The internet connection was only provided last week, and the computers are used by about 50 students of Classes 6 to 10. But earlier, when the pandemic forced schools to shut and classes to move online, students from Chinnamayilar, Mayilar and Agasthiyar went out of the region, to a spot up on the Western Ghats to study. The reason — it was graced with some internet access.
Their parents built them a shed with dry leaves there, and for the past three months, more than 15 school and college students have been taking a 15-minute walk up to their ‘spot’, where they used to stay from 8 am until classes end. “Earlier, we didn’t need the internet, but now, with online classes, it’s become a basic necessity,” said the mother of a Class 8 student who lives in the village within the Kalakkad Mundanthurai Tiger Reserve. College student Girija said many of her peers wrote their semester exams in the shed and sent their answer scripts to college.
Following their requests, and under the State government’s directions, the Adi Dravidar Tribal Welfare Department provided internet connections for the 10 computers at the school. Officials from Ambasamudram taluk said the connection was provided from the BSNL tower in Sorimuthu Ayyanar Temple, as the school is less than a kilometre away. “Students can now attend online classes and their parents can use the internet to apply for government benefits.
The Adi Dravidar and Tribal Welfare Department has provided internet connectivity at all government tribal schools, and the facility will soon be inaugurated by the State government,” said a source. The school’s principal, Malathi, said, “Earlier, teachers struggled to submit their reports, and had to visit a school in a nearby town to access the internet and complete their work. But amid the pandemic, the internet became a necessity. Students came to school for classes, but the forest officials had to take them to a nearby school in Ambasamudram for their online exams.
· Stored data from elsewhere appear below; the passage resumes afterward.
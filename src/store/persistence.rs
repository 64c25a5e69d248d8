//! Sled-backed durable store and identifier service

use crate::error::StoreError;
use crate::store::{ChangeSet, DurableStore, FetchRequest, IdentifierService, Record};
use crate::types::{PermanentId, RecordId};
use parking_lot::Mutex;
use std::path::Path;
use tracing::debug;

const RECORDS_TREE: &str = "records";

/// Sled-based implementation of [`DurableStore`] and [`IdentifierService`]
pub struct SledStore {
    db: sled::Db,
    records: sled::Tree,
    /// Serializes read-modify-write commits
    write_lock: Mutex<()>,
    flush_on_commit: bool,
}

impl SledStore {
    /// Open (or create) a store at the given directory
    pub fn open<P: AsRef<Path>>(path: P) -> Result<Self, StoreError> {
        let db = sled::open(path)
            .map_err(|e| StoreError::Io(format!("Failed to open sled database: {}", e)))?;
        Self::from_db(db)
    }

    /// Open a throwaway in-memory store
    pub fn temporary() -> Result<Self, StoreError> {
        let db = sled::Config::new()
            .temporary(true)
            .open()
            .map_err(|e| StoreError::Io(format!("Failed to open temporary database: {}", e)))?;
        Self::from_db(db)
    }

    fn from_db(db: sled::Db) -> Result<Self, StoreError> {
        let records = db.open_tree(RECORDS_TREE)?;
        Ok(Self {
            db,
            records,
            write_lock: Mutex::new(()),
            flush_on_commit: true,
        })
    }

    pub fn with_flush_on_commit(mut self, flush: bool) -> Self {
        self.flush_on_commit = flush;
        self
    }

    /// Number of stored records
    pub fn len(&self) -> usize {
        self.records.len()
    }

    pub fn is_empty(&self) -> bool {
        self.records.is_empty()
    }

    /// Flush all pending writes to disk
    pub fn flush(&self) -> Result<(), StoreError> {
        self.db
            .flush()
            .map_err(|e| StoreError::Io(format!("Failed to flush database: {}", e)))?;
        Ok(())
    }

    fn key_for(id: RecordId) -> Result<[u8; 8], StoreError> {
        id.permanent()
            .map(PermanentId::to_be_bytes)
            .ok_or(StoreError::TemporaryIdentifier(id))
    }

    fn decode(bytes: &[u8]) -> Result<Record, StoreError> {
        Ok(bincode::deserialize(bytes)?)
    }
}

impl DurableStore for SledStore {
    fn commit(&self, changes: &ChangeSet) -> Result<(), StoreError> {
        if let Some(id) = changes.ids().find(RecordId::is_temporary) {
            return Err(StoreError::TemporaryIdentifier(id));
        }

        let _guard = self.write_lock.lock();
        let mut batch = sled::Batch::default();

        for record in &changes.inserted {
            let key = Self::key_for(record.id)?;
            batch.insert(key.to_vec(), bincode::serialize(record)?);
        }

        for patch in &changes.updated {
            let key = Self::key_for(patch.id)?;
            let existing = self.records.get(key)?.ok_or_else(|| {
                StoreError::RecordNotFound(PermanentId::new(u64::from_be_bytes(key)))
            })?;
            let mut record = Self::decode(&existing)?;
            record.apply(&patch.changes);
            batch.insert(key.to_vec(), bincode::serialize(&record)?);
        }

        for id in &changes.deleted {
            batch.remove(Self::key_for(*id)?.to_vec());
        }

        self.records
            .apply_batch(batch)
            .map_err(|e| StoreError::Io(format!("Failed to apply batch: {}", e)))?;

        if self.flush_on_commit {
            self.flush()?;
        }

        debug!(
            inserted = changes.inserted.len(),
            updated = changes.updated.len(),
            deleted = changes.deleted.len(),
            "Committed change set to sled"
        );
        Ok(())
    }

    fn query(&self, request: &FetchRequest) -> Result<Vec<PermanentId>, StoreError> {
        let mut candidates = Vec::new();
        for item in self.records.iter() {
            let (_, value) = item?;
            let record = Self::decode(&value)?;
            if record.entity == request.entity {
                candidates.push(record);
            }
        }
        Ok(request.evaluate(candidates))
    }

    fn load(&self, id: PermanentId) -> Result<Option<Record>, StoreError> {
        match self.records.get(id.to_be_bytes())? {
            Some(value) => Ok(Some(Self::decode(&value)?)),
            None => Ok(None),
        }
    }
}

impl IdentifierService for SledStore {
    fn assign_permanent_ids(
        &self,
        entity: &str,
        count: usize,
    ) -> Result<Vec<PermanentId>, StoreError> {
        let mut ids = Vec::with_capacity(count);
        for _ in 0..count {
            // generate_id starts at zero; keep zero free as a sentinel
            ids.push(PermanentId::new(self.db.generate_id()? + 1));
        }
        debug!(entity, count, "Assigned permanent identifiers");
        Ok(ids)
    }
}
Now that we have internet access, not only students but also teachers will benefit. We are making arrangements to protect the cables from wild animals.” District Collector V Vishnu pointed out that this was the only school in the region that faced such a situation. “While the State government has introduced smart classes, the location of this school proved to be a challenge geographically, and we chose the best possible method to provide internet access to the students,” he explained.